Halfway through he called back, “Everything ok back there?”
And I said, “YES.” through gritted teeth.
I did not say, “I am riding threshold on your fucking wheel!” I did not say, “I am not as strong as you, Sicilian-boy!” I did not say, “Slow down.”
When we got to the bridge I told him that if he rode me off his wheel on the way back, to just keep going and meet me at home. I meant it.
The pace slowed considerably.
I’m going to be honest with you – and this is not drama – it just is what it is. I wanted to cry. For almost the whole ride. I actually visualized how I would walk into the house and put my bike down and go into the bathroom upstairs and sob. I planned on big, heaving sobs. Waves of tears. I had it all worked out.
What happened instead? Sal suggested we hit Laughing Planet for a post-ride meal. He carried the brown bag home, riding with one hand, and I chased him singing, “I am chasing the burrito boy!!”
We ate like starving people and then showered and fell onto the sofa. I didn’t sob. I didn’t even cry a little bit.
But the day still stung.
Then today I rode over to the coffee shop to meet the team again, despite my better judgement. I hoped and prayed that yesterday’s shelling had hurt the others as well. That a social recovery ride was in store. That we’d talk and ride together like a team.
Brubaker and Beckaboo came up from Salem to join us which boded well. We headed off in the direction of Oregon City, zipping through streets in a pack. We talked and then climbed and then flew out up and over rollers. I hurt, I recovered, I climbed again – and the legs felt good.
(Good bad like hurting ache but it’s gonna be ok, little mama.)

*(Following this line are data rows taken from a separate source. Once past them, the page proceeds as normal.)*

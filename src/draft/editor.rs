use uuid::Uuid;

use super::error::DraftError;
use super::payload::{CategorySavePayload, SectorSavePayload, SectorSaver};

pub const DUPLICATE_CATEGORY_MSG: &str = "Categoria gia' presente.";
pub const NAME_REQUIRED_MSG: &str = "Il nome del settore e' obbligatorio.";
pub const SAVED_OK_MSG: &str = "Settore salvato.";

/// Submission status of the draft. `Saving` only while an injected save call
/// is in flight; every path restores `Idle` before `submit` returns.
#[derive(Debug, Clone, Copy, PartialEq, Eq)]
pub enum SaveStatus {
    Idle,
    Saving,
}

/// Last user-facing feedback produced by an operation.
#[derive(Debug, Clone, PartialEq, Eq)]
pub enum Feedback {
    Ok(String),
    Error(String),
}

/// A persisted sector as supplied by the outside world when the editor opens
/// in edit mode.
#[derive(Debug, Clone)]
pub struct SectorSeed {
    pub id: Uuid,
    pub name: String,
    pub description: Option<String>,
    pub platforms: Vec<String>,
    pub prompt_template: Option<String>,
}

/// A persisted category supplied alongside a `SectorSeed`.
#[derive(Debug, Clone)]
pub struct CategorySeed {
    pub id: Uuid,
    pub name: String,
}

/// A category row inside the draft. Every row has a `local_id` for list
/// reconciliation; only pre-existing rows also carry a durable `id`.
#[derive(Debug, Clone, PartialEq, Eq)]
pub struct CategoryDraft {
    pub local_id: Uuid,
    pub id: Option<Uuid>,
    pub name: String,
}

impl CategoryDraft {
    fn existing(id: Uuid, name: impl Into<String>) -> Self {
        Self { local_id: Uuid::new_v4(), id: Some(id), name: name.into() }
    }

    fn new(name: impl Into<String>) -> Self {
        Self { local_id: Uuid::new_v4(), id: None, name: name.into() }
    }
}

/// In-memory draft of a sector being edited. Exclusively owned by one editing
/// session; no operation here touches the outside world except `submit`.
#[derive(Debug)]
pub struct SectorDraft {
    sector_id: Option<Uuid>,
    name: String,
    description: String,
    platforms: Vec<String>,
    categories: Vec<CategoryDraft>,
    prompt_template: String,
    pending_category_name: String,
    status: SaveStatus,
    feedback: Option<Feedback>,
}

impl Default for SectorDraft {
    fn default() -> Self {
        Self::new()
    }
}

impl SectorDraft {
    /// Creation mode: empty scalars, no categories.
    pub fn new() -> Self {
        Self {
            sector_id: None,
            name: String::new(),
            description: String::new(),
            platforms: Vec::new(),
            categories: Vec::new(),
            prompt_template: String::new(),
            pending_category_name: String::new(),
            status: SaveStatus::Idle,
            feedback: None,
        }
    }

    /// Edit mode: seed scalars and categories from persisted records. Each
    /// seeded category gets a fresh local id; input order is preserved.
    pub fn from_existing(sector: &SectorSeed, categories: &[CategorySeed]) -> Self {
        let mut draft = Self::new();
        draft.reset_from(sector, categories);
        draft
    }

    /// Replace the draft with a freshly supplied baseline. This is
    /// unconditional: scalar fields, platforms and the whole category
    /// collection are overwritten, discarding any unsaved edits. The editor
    /// always reflects the latest externally supplied state, never a merge.
    pub fn reset_from(&mut self, sector: &SectorSeed, categories: &[CategorySeed]) {
        self.sector_id = Some(sector.id);
        self.name = sector.name.clone();
        self.description = sector.description.clone().unwrap_or_default();
        self.platforms = sector.platforms.clone();
        self.prompt_template = sector.prompt_template.clone().unwrap_or_default();
        self.categories = categories
            .iter()
            .map(|c| CategoryDraft::existing(c.id, c.name.clone()))
            .collect();
        self.pending_category_name.clear();
        self.feedback = None;
    }

    // Read-only snapshot accessors. Rendering layers consume these; nothing
    // else about the internal state is exposed.

    pub fn sector_id(&self) -> Option<Uuid> {
        self.sector_id
    }

    pub fn name(&self) -> &str {
        &self.name
    }

    pub fn description(&self) -> &str {
        &self.description
    }

    pub fn platforms(&self) -> &[String] {
        &self.platforms
    }

    pub fn categories(&self) -> &[CategoryDraft] {
        &self.categories
    }

    pub fn prompt_template(&self) -> &str {
        &self.prompt_template
    }

    pub fn pending_category_name(&self) -> &str {
        &self.pending_category_name
    }

    pub fn status(&self) -> SaveStatus {
        self.status
    }

    pub fn feedback(&self) -> Option<&Feedback> {
        self.feedback.as_ref()
    }

    pub fn set_name(&mut self, name: impl Into<String>) {
        self.name = name.into();
    }

    pub fn set_description(&mut self, description: impl Into<String>) {
        self.description = description.into();
    }

    pub fn set_prompt_template(&mut self, template: impl Into<String>) {
        self.prompt_template = template.into();
    }

    pub fn set_pending_category_name(&mut self, name: impl Into<String>) {
        self.pending_category_name = name.into();
    }

    /// Toggle membership of a platform tag: remove it when present, append it
    /// when absent. The tag itself is unconstrained here; restricting input to
    /// the known platform enumeration is the caller's concern.
    pub fn toggle_platform(&mut self, tag: &str) {
        if let Some(pos) = self.platforms.iter().position(|p| p == tag) {
            self.platforms.remove(pos);
        } else {
            self.platforms.push(tag.to_string());
        }
    }

    /// Append a category named after the trimmed input.
    ///
    /// Empty-after-trim input is silently ignored (the add button's own
    /// guard). A name matching an existing category case-insensitively leaves
    /// the collection untouched and surfaces error feedback. On success the
    /// new row gets a fresh local id and any prior error feedback is cleared.
    pub fn add_category(&mut self, raw_name: &str) {
        let name = raw_name.trim();
        if name.is_empty() {
            return;
        }

        // Full Unicode lowercasing: category names are Italian and often
        // accented, which ASCII-only comparison would let through.
        let needle = name.to_lowercase();
        let duplicate = self
            .categories
            .iter()
            .any(|c| c.name.to_lowercase() == needle);
        if duplicate {
            self.feedback = Some(Feedback::Error(DUPLICATE_CATEGORY_MSG.to_string()));
            return;
        }

        self.categories.push(CategoryDraft::new(name));
        if matches!(self.feedback, Some(Feedback::Error(_))) {
            self.feedback = None;
        }
    }

    /// Add the pending category name, clearing it on success.
    pub fn add_pending_category(&mut self) {
        let name = std::mem::take(&mut self.pending_category_name);
        let before = self.categories.len();
        self.add_category(&name);
        if self.categories.len() == before {
            // Rejected: keep the text so the user can correct it.
            self.pending_category_name = name;
        }
    }

    /// Remove the category with the given local id, preserving the relative
    /// order of the rest. Removing an absent id is tolerated as a no-op.
    pub fn remove_category(&mut self, local_id: Uuid) {
        self.categories.retain(|c| c.local_id != local_id);
    }

    /// Build the normalized save payload. Pure and idempotent: no state is
    /// mutated and no ids are generated here, so repeated calls over unchanged
    /// state yield equal payloads.
    pub fn build_save_payload(&self) -> Result<SectorSavePayload, DraftError> {
        let name = self.name.trim();
        if name.is_empty() {
            return Err(DraftError::Validation(NAME_REQUIRED_MSG.to_string()));
        }

        Ok(SectorSavePayload {
            sector_id: self.sector_id,
            name: name.to_string(),
            description: non_empty(&self.description),
            platforms: self.platforms.clone(),
            categories: self
                .categories
                .iter()
                .map(|c| CategorySavePayload { id: c.id, name: c.name.trim().to_string() })
                .collect(),
            prompt_template: non_empty(&self.prompt_template),
        })
    }

    /// Validate, normalize and hand the payload to the injected saver.
    ///
    /// Re-entrant calls while a save is already in flight are ignored. Every
    /// path (validation short-circuit, save success, save failure) restores
    /// `Idle` and leaves explanatory feedback behind.
    pub async fn submit(&mut self, saver: &dyn SectorSaver) {
        if self.status == SaveStatus::Saving {
            tracing::debug!("submit ignored: save already in flight");
            return;
        }

        self.status = SaveStatus::Saving;
        self.feedback = None;

        let payload = match self.build_save_payload() {
            Ok(p) => p,
            Err(e) => {
                self.feedback = Some(Feedback::Error(e.to_string()));
                self.status = SaveStatus::Idle;
                return;
            }
        };

        match saver.save_sector(&payload).await {
            Ok(()) => {
                tracing::info!(sector = %payload.name, "sector saved");
                self.feedback = Some(Feedback::Ok(SAVED_OK_MSG.to_string()));
            }
            Err(e) => {
                tracing::warn!(sector = %payload.name, error = %e, "sector save failed");
                self.feedback = Some(Feedback::Error(
                    DraftError::ExternalSave(e.to_string()).to_string(),
                ));
            }
        }
        self.status = SaveStatus::Idle;
    }
}

/// Trim and normalize optional free text: empty-after-trim means "absent".
fn non_empty(s: &str) -> Option<String> {
    let trimmed = s.trim();
    if trimmed.is_empty() {
        None
    } else {
        Some(trimmed.to_string())
    }
}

The difference was we were talking. The difference was we were laughing. (It may have also helped that we were not climbing in the west hills.)
We were riding bikes together. As a team. For fun.
And I remembered. I remembered why I bother with all this crap – the gear and the pain and the miles and the preparation and the spandex hanging out to dry in the basement.
Because of days like today. Good days – when things go well. And you feel like you’re in the right place, doing the right thing, with the right people.
Remember this part. This is why we ride. Days like today.
Remember that.
Welcome back! billy goat on a pile of shite?
excellent stuff- thanks for this. I do at times forget why I do this biking thing. I completed my 15th triathlon today and I did okay- a bit faster on the bike this year from when i did this same course a year ago, same in swimming and a bit slower in the running (i hate running) but i got a friend from work to do this race (her first) and she was almost DFL but not quite- strong, happy and frankly, getting more people into this is part of it too. best j
I have been reading your blog for a while now and really enjoy it. As as older cyclist (55) I sure can relate to dying while trying to suck wheels. It is strange to ride all the time and see your fitness get worse, but that is aging. You’re young, you will just have bad days but you can always get better, some of us just have to deal with getting dropped more and more! It’s still fun, I am doing Ride the Rockies in Colorado in June with my 28 year old son and plan to be humiliated every day for a week! Getting over 12,000 ft. passes in going to make the west hills like a ride in the park. Keep filling us in on your journey.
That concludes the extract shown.